AAPG Special Volumes

Abstract


Memoir 123: South America-Caribbean-Central Atlantic Plate Boundary, 2021
Pages 1-84
DOI: 10.1306/13692242M1233845

Chapter 1: Cretaceous to Neogene Arc–Continent Collision, Orogenic Float Development, and Implications on the Petroleum Systems of Northern Venezuela

Jairo Lugo, Felipe Audemard

Abstract

The understanding of the plate tectonic interactions between the Caribbean, South America, and Atlantic plates and their integration with the timing of the basin configurations, its source rock deposition, and thermal maturation provides important insights to interpret the Venezuelan petroleum systems. The different tectonic settings in northern Venezuela offered the right environmental conditions for the deposition of world-class–Cretaceous organic-rich source rocks all through its northern margin, allowing the generation, expulsion, migration, entrapment, and geographical distribution for most of the 1.8 trillion bls of original oil in place and 200 TCFG in discovered-proven resources in the 14 main basins of Venezuela.

The integrated and comprehensive approach of this study allowed the proposal of an orogenic float partitioning tectonic model that couples the development of the southern Caribbean plate along oblique terrane accretions and subduction below northern South America concurrently with the Atlantic oceanic-crust subduction below the Caribbean plateau. The orogenic float glides on the underlying Caribbean–South American lithosphere coupling, along a basal decollement surface with two deformation fronts that forced a foreland basin to the south in the arc–continent collision (“A” subduction) and coeval forearc basins on Caribbean oceanic-crust subductions under Caribbean terranes or “B” subduction. Right-lateral–strike-slip fault activity along the Oca, San Sebastian, El Pilar, and Arima systems occurs synchronously with the eastward rejuvenation of Caribbean accretion and thrusting. These offsets are the consequence of the oblique convergence between the plates to balance the eastward displacement with the southward thrusting and foredeep subsidence. We report evidence for 100 km (60 mi) of right-lateral displacement along the Oca fault. In our model, the orogenic float used the weakness of the crust along old transform system that formed during the Mesozoic rifting event, to create internal strain-partitioning and displace the arc–continent deformation front along northwest–southeast right-lateral transfer-fault systems of Barquisimeto, Burro Negro, Guárico, Margarita, Urica, and Tobago to name the most important.

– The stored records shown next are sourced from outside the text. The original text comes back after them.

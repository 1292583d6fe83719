//! Fair rotation scheduler.
//!
//! # Responsibility
//! - Turn a catalog snapshot into a proposed assignment set plus updated
//!   fairness counters.
//! - Run debt accrual, slot allocation and member selection in strict
//!   sequence over one explicit `RunContext`.
//!
//! # Invariants
//! - Pure logic: no I/O. Persistence happens only after a plan is returned.
//! - Randomness touches chore-to-slot pairing only; which rooms and members
//!   are chosen is fully determined by the snapshot.
//! - A returned plan always holds exactly `chore_count` assignments with no
//!   member repeated.

pub mod allocation;
pub mod context;
pub mod debt;
pub mod error;
pub mod selection;

use crate::config::SchedulerConfig;
use crate::model::household::{ChoreId, MemberId, RoomId};
use crate::model::snapshot::CatalogSnapshot;
use context::RunContext;
use error::{ScheduleError, ScheduleResult};
use log::debug;
use rand::seq::SliceRandom;
use rand::Rng;

/// Stage a cycle run is in.
#[derive(Debug, Clone, Copy, PartialEq, Eq)]
pub enum CyclePhase {
    NotStarted,
    Validating,
    Allocating,
    Selecting,
    Committing,
    Completed,
    Aborted,
}

impl CyclePhase {
    pub fn as_str(self) -> &'static str {
        match self {
            Self::NotStarted => "not_started",
            Self::Validating => "validating",
            Self::Allocating => "allocating",
            Self::Selecting => "selecting",
            Self::Committing => "committing",
            Self::Completed => "completed",
            Self::Aborted => "aborted",
        }
    }

    /// Returns whether the run can no longer change state.
    pub fn is_terminal(self) -> bool {
        matches!(self, Self::Completed | Self::Aborted)
    }
}

pub(crate) fn enter_phase(cycle_id: &str, phase: CyclePhase) {
    debug!(
        "event=cycle_phase module=scheduler cycle_id={} phase={}",
        cycle_id,
        phase.as_str()
    );
}

/// One chore given to one member of one room.
#[derive(Debug, Clone, PartialEq, Eq)]
pub struct PlannedAssignment {
    pub chore_id: ChoreId,
    pub room_id: RoomId,
    pub member_id: MemberId,
    pub relaxed: bool,
}

/// Counters to persist for a room.
#[derive(Debug, Clone, PartialEq)]
pub struct RoomUpdate {
    pub room_id: RoomId,
    pub debt: f64,
    /// Slots the room received this run.
    pub slots: usize,
}

/// Counters to persist for a member.
#[derive(Debug, Clone, PartialEq)]
pub struct MemberUpdate {
    pub member_id: MemberId,
    pub assignment_count: u32,
    /// Debt measured against the history including this run.
    pub debt: f64,
}

/// Speculative result of a run, applied atomically by the caller.
#[derive(Debug, Clone, PartialEq)]
pub struct CyclePlan {
    pub cycle_id: String,
    pub total_past_assignments: usize,
    /// In room order, then slot order.
    pub assignments: Vec<PlannedAssignment>,
    /// Every room, in snapshot order.
    pub rooms: Vec<RoomUpdate>,
    /// Every member, in snapshot order.
    pub members: Vec<MemberUpdate>,
}

impl CyclePlan {
    /// Returns whether any slot needed the no-consecutive rule waived.
    pub fn relaxation_fired(&self) -> bool {
        self.assignments.iter().any(|assignment| assignment.relaxed)
    }
}

/// Plans one cycle over `snapshot`.
///
/// `rng` only shuffles which chore lands on which filled slot.
///
/// # Errors
/// - Any `ScheduleError`; nothing is produced on failure.
pub fn plan_cycle<R: Rng + ?Sized>(
    snapshot: &CatalogSnapshot,
    cycle_id: &str,
    config: &SchedulerConfig,
    rng: &mut R,
) -> ScheduleResult<CyclePlan> {
    enter_phase(cycle_id, CyclePhase::Validating);
    let mut ctx = RunContext::build(snapshot, cycle_id, config)?;

    enter_phase(cycle_id, CyclePhase::Allocating);
    debt::accrue(&mut ctx);
    allocation::allocate_slots(&mut ctx.rooms, ctx.chore_count);

    enter_phase(cycle_id, CyclePhase::Selecting);
    let picks = selection::select_members(&mut ctx)?;
    if picks.len() != ctx.chore_count {
        return Err(ScheduleError::AllocationCountMismatch {
            expected: ctx.chore_count,
            produced: picks.len(),
        });
    }

    let mut chores: Vec<&ChoreId> = snapshot.chores.iter().map(|chore| &chore.id).collect();
    chores.shuffle(rng);

    let assignments = picks
        .into_iter()
        .zip(chores)
        .map(|(pick, chore_id)| PlannedAssignment {
            chore_id: chore_id.clone(),
            room_id: pick.room_id,
            member_id: pick.member_id,
            relaxed: pick.relaxed,
        })
        .collect::<Vec<_>>();

    let total_after = ctx.total_past_assignments + assignments.len();
    let rooms = ctx
        .rooms
        .iter()
        .map(|state| RoomUpdate {
            room_id: state.room.id.clone(),
            debt: state.debt,
            slots: state.slots,
        })
        .collect();
    let members = snapshot
        .members
        .iter()
        .filter_map(|member| ctx.members.get(member.id.as_str()))
        .map(|state| MemberUpdate {
            member_id: state.member.id.clone(),
            assignment_count: state.assignment_count,
            debt: debt::member_debt(total_after, ctx.total_occupancy, state.assignment_count),
        })
        .collect();

    Ok(CyclePlan {
        cycle_id: cycle_id.to_string(),
        total_past_assignments: ctx.total_past_assignments,
        assignments,
        rooms,
        members,
    })
}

This succession of tectonic events had implications for basin development north and south of the suture, on the autochthonous side and on the transported terranes. The understanding of the Andean orogenesis as well as the rest of the northern ranges, and the timing and subsidence of adjacent basins, along with the related petroleum systems allowed us to identify and locate from Eocene to present the main oil and gas kitchens for the Cretaceous and Cenozoic source rocks in northern onshore and offshore Venezuela. This facilitated the identification of remaining exploration potential even on mature and explored basins, such as the Cretaceous and Eocene-subcrop plays in Golfo de Venezuela, the foreland subthrust belt play in Ensenada de Barcelona with autochthonous Cretaceous to Paleogene reservoirs, a possible pre-Cretaceous source rock within Espino graben, and several transtensional and transpressional plays in the offshore basins of Blanquilla, Cariaco, Bonaire, and northeastern Falcón basins.